– Этого вашего не понимаю. Живете в одной хате?

– Нет.

– Тогда тебе не врубиться. Я ведь Тихоню мальчиком взяла. Они все говорили – «московская прописка, московская прописка»! Да я с пропиской могла покруче найти. Я институт кончала – Тихоню на первый курс сунула. Я из его комнатенки на пятом этаже без лифта – трехкомнатную сварила. Он за пять лет учебы ни одного чертежа сам не смог сделать, такой же конструктор, как я космонавт; так я его даже в аспирантуру пихнула. А на что мы жили? Ирка знает, я и беременная, и с малышом к маме в Армавир перлась, детскими вещами спекулировать, пока он в потолок плевал. Всю жизнь за моей спиной. А тут вдруг Пупсик начала подкатывать: «Ты, Тихоня, такой талантливый, из тебя может получиться журналист!» А у ней папашка – секретарь Союза журналистов. Тихоня и сообразил, что можно быстро из грязи в князи…

– Не надо упрощать, Тихоня действительно неплохо пишет, – вставила я.

– А ты вообще молчи!
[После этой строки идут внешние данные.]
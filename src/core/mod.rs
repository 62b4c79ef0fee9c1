//! Rule-engine context and result views
//!
//! This module contains the engine-facing half of nftctx:
//!
//! - [`context`]: The stateful [`Context`](context::Context) owning one engine handle
//! - [`view`]: Text, line, handle-map and JSON views of a captured response
//! - [`flags`]: Output flag names and the per-library flag table
//! - [`engine`]: The `Engine`/`Backend` traits a library must implement
//! - [`native`]: The libnftables backend (feature `native`)
//! - [`error`]: Error types for context operations

pub mod context;
pub mod engine;
pub mod error;
pub mod flags;
#[cfg(feature = "native")]
pub mod native;
pub mod view;

#[cfg(test)]
pub mod test_helpers;
//! Audit logging for submitted commands
//!
//! Records every command the CLI hands to the engine, whether it ran in
//! dry-run mode, and how it ended. Entries are JSON lines.

use serde::{Deserialize, Serialize};
use std::io::Write;
use std::path::PathBuf;

/// Types of auditable events
#[derive(Debug, Clone, Serialize, Deserialize)]
#[serde(rename_all = "snake_case")]
pub enum EventType {
    RunCommand,
    CheckCommand,
}

/// A single audit log entry
#[derive(Debug, Clone, Serialize, Deserialize)]
pub struct AuditEvent {
    /// When the event occurred (UTC)
    pub timestamp: chrono::DateTime<chrono::Utc>,

    /// Type of event
    pub event_type: EventType,

    /// Whether the operation succeeded
    pub success: bool,

    /// Additional structured data about the event
    pub details: serde_json::Value,

    /// Error message if operation failed
    pub error: Option<String>,
}

impl AuditEvent {
    /// Creates a new audit event
    pub fn new(
        event_type: EventType,
        success: bool,
        details: serde_json::Value,
        error: Option<String>,
    ) -> Self {
        Self {
            timestamp: chrono::Utc::now(),
            event_type,
            success,
            details,
            error,
        }
    }
}

/// Audit log writer
pub struct AuditLog {
    log_path: PathBuf,
}

impl AuditLog {
    /// Creates an audit log in the state directory
    ///
    /// # Errors
    ///
    /// Returns `Err` if state directory cannot be determined
    pub fn new() -> std::io::Result<Self> {
        let mut log_path = crate::utils::get_state_dir().ok_or_else(|| {
            std::io::Error::new(std::io::ErrorKind::NotFound, "State directory not found")
        })?;
        log_path.push("audit.log");

        Ok(Self { log_path })
    }

    /// Creates an audit log at an explicit path
    pub fn at(log_path: PathBuf) -> Self {
        Self { log_path }
    }

    /// Appends an event to the audit log
    ///
    /// # Errors
    ///
    /// Returns `Err` if file cannot be opened or written
    pub fn log(&self, event: &AuditEvent) -> std::io::Result<()> {
        let json = serde_json::to_string(event)?;

        let mut file = std::fs::OpenOptions::new()
            .create(true)
            .append(true)
            .open(&self.log_path)?;

        file.write_all(json.as_bytes())?;
        file.write_all(b"\n")?;
        file.sync_all()?;

        Ok(())
    }

    /// Reads the most recent events from the log, newest first
    ///
    /// # Errors
    ///
    /// Returns `Err` if file cannot be read
    pub fn read_recent(&self, count: usize) -> std::io::Result<Vec<AuditEvent>> {
        let content = std::fs::read_to_string(&self.log_path)?;

        let events: Vec<AuditEvent> = content
            .lines()
            .rev()
            .take(count)
            .filter_map(|line| serde_json::from_str(line).ok())
            .collect();

        Ok(events)
    }

    pub fn path(&self) -> &PathBuf {
        &self.log_path
    }
}

/// Logs a command submission
///
/// # Arguments
///
/// * `event_type` - `RunCommand` or `CheckCommand`
/// * `command` - Command text as submitted
/// * `flags` - Output flags active for the command
/// * `dry_run` - Whether dry-run mode was on
/// * `error` - Engine error text if the command failed
pub fn log_command(
    log: &AuditLog,
    event_type: EventType,
    command: &str,
    flags: u32,
    dry_run: bool,
    error: Option<String>,
) {
    let event = AuditEvent::new(
        event_type,
        error.is_none(),
        serde_json::json!({
            "command": command,
            "flags": flags,
            "dry_run": dry_run,
        }),
        error,
    );

    if let Err(e) = log.log(&event) {
        tracing::warn!("Failed to write audit log {:?}: {}", log.path(), e);
    }
}

#[cfg(test)]
mod tests {
    use super::*;

    #[test]
    fn test_audit_event_creation() {
        let event = AuditEvent::new(
            EventType::RunCommand,
            true,
            serde_json::json!({"command": "list ruleset"}),
            None,
        );

        assert!(event.success);
        assert!(event.error.is_none());
        assert_eq!(event.details["command"], "list ruleset");
    }

    #[test]
    fn test_event_serialization() {
        let event = AuditEvent::new(
            EventType::CheckCommand,
            false,
            serde_json::json!({}),
            Some("syntax error".to_string()),
        );

        let json = serde_json::to_string(&event).unwrap();
        assert!(json.contains("check_command"));
        assert!(json.contains("syntax error"));
    }

    #[test]
    fn test_event_deserialization() {
        let json = r#"{"timestamp":"2024-01-01T00:00:00Z","event_type":"run_command","success":true,"details":{},"error":null}"#;
        let event: AuditEvent = serde_json::from_str(json).unwrap();

        assert!(event.success);
        assert!(matches!(event.event_type, EventType::RunCommand));
    }

    #[test]
    fn test_log_command_appends_lines() {
        let dir = tempfile::tempdir().unwrap();
        let log = AuditLog::at(dir.path().join("audit.log"));

        log_command(&log, EventType::RunCommand, "add table ip t", 8, false, None);
        log_command(
            &log,
            EventType::RunCommand,
            "add bogus",
            8,
            true,
            Some("Error: syntax error".to_string()),
        );
        log_command(&log, EventType::CheckCommand, "list ruleset", 0, true, None);

        let events = log.read_recent(10).unwrap();
        assert_eq!(events.len(), 3);
        assert!(matches!(events[0].event_type, EventType::CheckCommand));
        assert!(!events[1].success);
        assert_eq!(events[1].details["dry_run"], true);
        assert_eq!(events[2].details["command"], "add table ip t");
        assert_eq!(events[2].details["flags"], 8);
    }
}
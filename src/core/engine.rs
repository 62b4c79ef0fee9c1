//! Seam between the context and the rule-engine library
//!
//! [`Engine`] is one live engine handle; dropping it frees the handle.
//! [`Backend`] creates engines and reports the library's flag values.

use crate::core::flags::FlagTable;

/// A single live handle into the rule engine.
///
/// Implementations free the underlying handle in `Drop`.
pub trait Engine {
    /// Current output flag bitmask as held by the engine
    fn output_flags(&self) -> u32;

    fn set_output_flags(&mut self, flags: u32);

    fn dry_run(&self) -> bool;

    /// Requests dry-run mode. The engine may ignore the request.
    fn set_dry_run(&mut self, enabled: bool);

    /// Redirects normal output into an in-memory buffer.
    ///
    /// Returns `false` if buffering could not be enabled.
    fn buffer_output(&mut self) -> bool;

    /// Redirects error output into an in-memory buffer.
    ///
    /// Returns `false` if buffering could not be enabled.
    fn buffer_error(&mut self) -> bool;

    /// Runs one or more newline-separated commands.
    ///
    /// Returns the output buffer on success and the error buffer on failure.
    fn run_cmd(&mut self, cmd: &str) -> std::result::Result<String, String>;
}

/// Factory for engine handles of one library.
pub trait Backend {
    type Engine: Engine;

    /// Allocates a new handle, or `None` if the library returned null
    fn create(&self) -> Option<Self::Engine>;

    /// Flag values of this library, fixed for the life of the process
    fn flags(&self) -> &'static FlagTable;
}
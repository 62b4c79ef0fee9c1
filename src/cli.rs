//! Command-line front end
//!
//! The CLI is generic over [`Backend`] so it runs against libnftables in the
//! binary and against an in-memory engine in tests.

use crate::audit::{self, AuditLog, EventType};
use crate::config::AppConfig;
use crate::core::context::Context;
use crate::core::engine::Backend;
use crate::core::error::{Error, NftablesErrorPattern, Result};
use crate::core::flags::{FlagTable, parse_flag};
use crate::core::view::{self, View};
use clap::{ArgAction, Args, Parser, Subcommand};
use std::io::Write;
use std::path::{Path, PathBuf};

shadow_rs::shadow!(build);

#[derive(Parser, Debug)]
#[command(name = "nftctx")]
#[command(about = "Run nftables commands through libnftables and view the response", long_about = None)]
pub struct Cli {
    /// Increase log verbosity (-v info, -vv debug)
    #[arg(short, long, action = ArgAction::Count, global = true)]
    pub verbose: u8,

    #[command(subcommand)]
    pub command: Commands,
}

#[derive(Subcommand, Debug)]
pub enum Commands {
    /// Run commands and print the response
    Run(RunArgs),
    /// Validate commands in dry-run mode without touching the ruleset
    Check(CommandSource),
    /// List output flags, or decode a flag bitmask
    Flags {
        /// Bitmask to decode into flag names
        #[arg(long, value_name = "BITS")]
        decode: Option<String>,
    },
    /// Print the effective configuration, optionally writing it to the config file
    Config {
        /// Save the effective configuration (defaults if none exists yet)
        #[arg(long)]
        write: bool,
    },
    /// Show build information
    Version,
}

#[derive(Args, Debug)]
pub struct CommandSource {
    /// Command words, joined with spaces into a single command
    pub words: Vec<String>,

    /// Read newline-separated commands from FILE ("-" for stdin)
    #[arg(short, long, value_name = "FILE", conflicts_with = "words")]
    pub file: Option<PathBuf>,
}

impl CommandSource {
    /// Returns the command text to submit
    ///
    /// # Errors
    ///
    /// Returns `Error::Validation` when no command was given and `Error::Io`
    /// when the file cannot be read.
    pub fn text(&self) -> Result<String> {
        let text = match &self.file {
            Some(path) => crate::utils::read_commands(path)?,
            None => self.words.join(" "),
        };

        if text.trim().is_empty() {
            return Err(Error::validation("command", "no command given"));
        }
        Ok(text)
    }
}

#[derive(Args, Debug)]
pub struct RunArgs {
    #[command(flatten)]
    pub source: CommandSource,

    /// Output flag by name (handle, json, numeric-all, ...) or number; repeatable
    #[arg(short = 'F', long = "flag", value_name = "FLAG")]
    pub flags: Vec<String>,

    /// Parse and validate without committing to the ruleset
    #[arg(short = 'n', long)]
    pub dry_run: bool,

    /// How to print the response: text, lines, handles or json
    #[arg(long, value_name = "VIEW")]
    pub view: Option<View>,
}

/// Everything a subcommand needs besides its arguments
pub struct Session<'a, B: Backend> {
    pub backend: B,
    pub config: &'a AppConfig,
    /// Where `config --write` saves; `None` when no location is known
    pub config_path: Option<&'a Path>,
    pub audit: Option<&'a AuditLog>,
}

/// Runs one subcommand, writing results to `out`
///
/// # Errors
///
/// Returns any context error; the caller reports it with [`report_error`].
pub fn execute<B: Backend>(
    session: Session<'_, B>,
    command: Commands,
    out: &mut impl Write,
) -> Result<()> {
    match command {
        Commands::Run(args) => run(session, &args, out),
        Commands::Check(source) => check(session, &source, out),
        Commands::Flags { decode } => flags(session.backend.flags(), decode.as_deref(), out),
        Commands::Config { write } => show_config(session.config, session.config_path, write, out),
        Commands::Version => {
            writeln!(out, "nftctx {}", build::PKG_VERSION)?;
            writeln!(out, "commit: {} (clean: {})", build::SHORT_COMMIT, build::GIT_CLEAN)?;
            writeln!(out, "built: {}", build::BUILD_TIME)?;
            Ok(())
        }
    }
}

/// Flag bits requested on the command line, falling back to the config.
///
/// The JSON and handle views need their output flag, so it is added for them.
fn requested_flags(args: &RunArgs, config: &AppConfig, table: &FlagTable, view: View) -> Result<u32> {
    let mut bits = if args.flags.is_empty() {
        config.default_bits(table)
    } else {
        args.flags
            .iter()
            .map(|f| parse_flag(f, table))
            .try_fold(0, |acc, f| f.map(|f| acc | f))?
    };

    match view {
        View::Json => bits |= table.json,
        View::Handles => bits |= table.handle,
        View::Text | View::Lines => {}
    }
    Ok(bits)
}

fn run<B: Backend>(session: Session<'_, B>, args: &RunArgs, out: &mut impl Write) -> Result<()> {
    let text = args.source.text()?;
    let view = args.view.unwrap_or(session.config.view);
    let dry_run = args.dry_run || session.config.dry_run;

    let mut ctx = Context::new(session.backend)?;
    let bits = requested_flags(args, session.config, ctx.flags(), view)?;
    if bits != 0 {
        ctx.set_output_flags(&[bits])?;
    }
    if dry_run {
        ctx.enable_dry_run()?;
    }

    let result = ctx.run(&text).map(|_| ());
    if let Some(log) = session.audit {
        let error = result.as_ref().err().map(ToString::to_string);
        audit::log_command(log, EventType::RunCommand, &text, bits, dry_run, error);
    }
    result?;

    let rendered = view::render(ctx.text(), view)?;
    out.write_all(rendered.as_bytes())?;
    if !rendered.is_empty() && !rendered.ends_with('\n') {
        out.write_all(b"\n")?;
    }
    Ok(())
}

fn check<B: Backend>(
    session: Session<'_, B>,
    source: &CommandSource,
    out: &mut impl Write,
) -> Result<()> {
    let text = source.text()?;

    let mut ctx = Context::new(session.backend)?;
    ctx.enable_dry_run()?;

    let result = ctx.run(&text).map(|_| ());
    if let Some(log) = session.audit {
        let error = result.as_ref().err().map(ToString::to_string);
        audit::log_command(log, EventType::CheckCommand, &text, 0, true, error);
    }
    result?;

    writeln!(out, "OK: {} command(s) validated", text.lines().filter(|l| !l.trim().is_empty()).count())?;
    Ok(())
}

fn flags(table: &FlagTable, decode: Option<&str>, out: &mut impl Write) -> Result<()> {
    if let Some(bits) = decode {
        let bits = parse_flag(bits, table)?;
        let names: Vec<String> = table.decode(bits).iter().map(ToString::to_string).collect();
        if names.is_empty() {
            writeln!(out, "default")?;
        } else {
            writeln!(out, "{}", names.join(", "))?;
        }
        return Ok(());
    }

    for (flag, value) in table.entries() {
        writeln!(out, "{:<16} {:>5}  {:#06x}", flag.to_string(), value, value)?;
    }
    Ok(())
}

fn show_config(
    config: &AppConfig,
    path: Option<&Path>,
    write: bool,
    out: &mut impl Write,
) -> Result<()> {
    writeln!(out, "{}", serde_json::to_string_pretty(config)?)?;
    if !write {
        return Ok(());
    }

    let path = path.ok_or_else(|| Error::Config("Failed to determine config directory".to_string()))?;
    if let Some(parent) = path.parent().filter(|p| !p.as_os_str().is_empty()) {
        std::fs::create_dir_all(parent)?;
    }
    crate::config::save_config_to(config, path)?;
    writeln!(out, "Saved to {}", path.display())?;
    Ok(())
}

/// Writes an error with translated hints for engine rejections
pub fn report_error(err: &Error, out: &mut impl Write) -> std::io::Result<()> {
    writeln!(out, "Error: {err}")?;

    if let Error::Command { message } = err {
        let translation = NftablesErrorPattern::match_error(message);
        writeln!(out, "{}", translation.user_message)?;
        for suggestion in &translation.suggestions {
            writeln!(out, "  - {suggestion}")?;
        }
        if let Some(url) = &translation.help_url {
            writeln!(out, "  See: {url}")?;
        }
    } else if err.is_fatal() {
        writeln!(out, "The engine context is unusable; try again or check libnftables.")?;
    }
    Ok(())
}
Ты им всю дорогу ключи давала и свечку держала! – заорала Ёка, и ее узкие глаза запылали.

– Я бы и тебе давала, если б ты попросила. Я не полиция нравов, чтоб решать, кто с кем хочет спать, – ответила я.

– А когда мне было ключи просить, если я все время деньги зарабатывала? – спросила Ёка.

– Ты сама себе выбрала такой путь. Ты Тихоню сделала куклой, – заметила я.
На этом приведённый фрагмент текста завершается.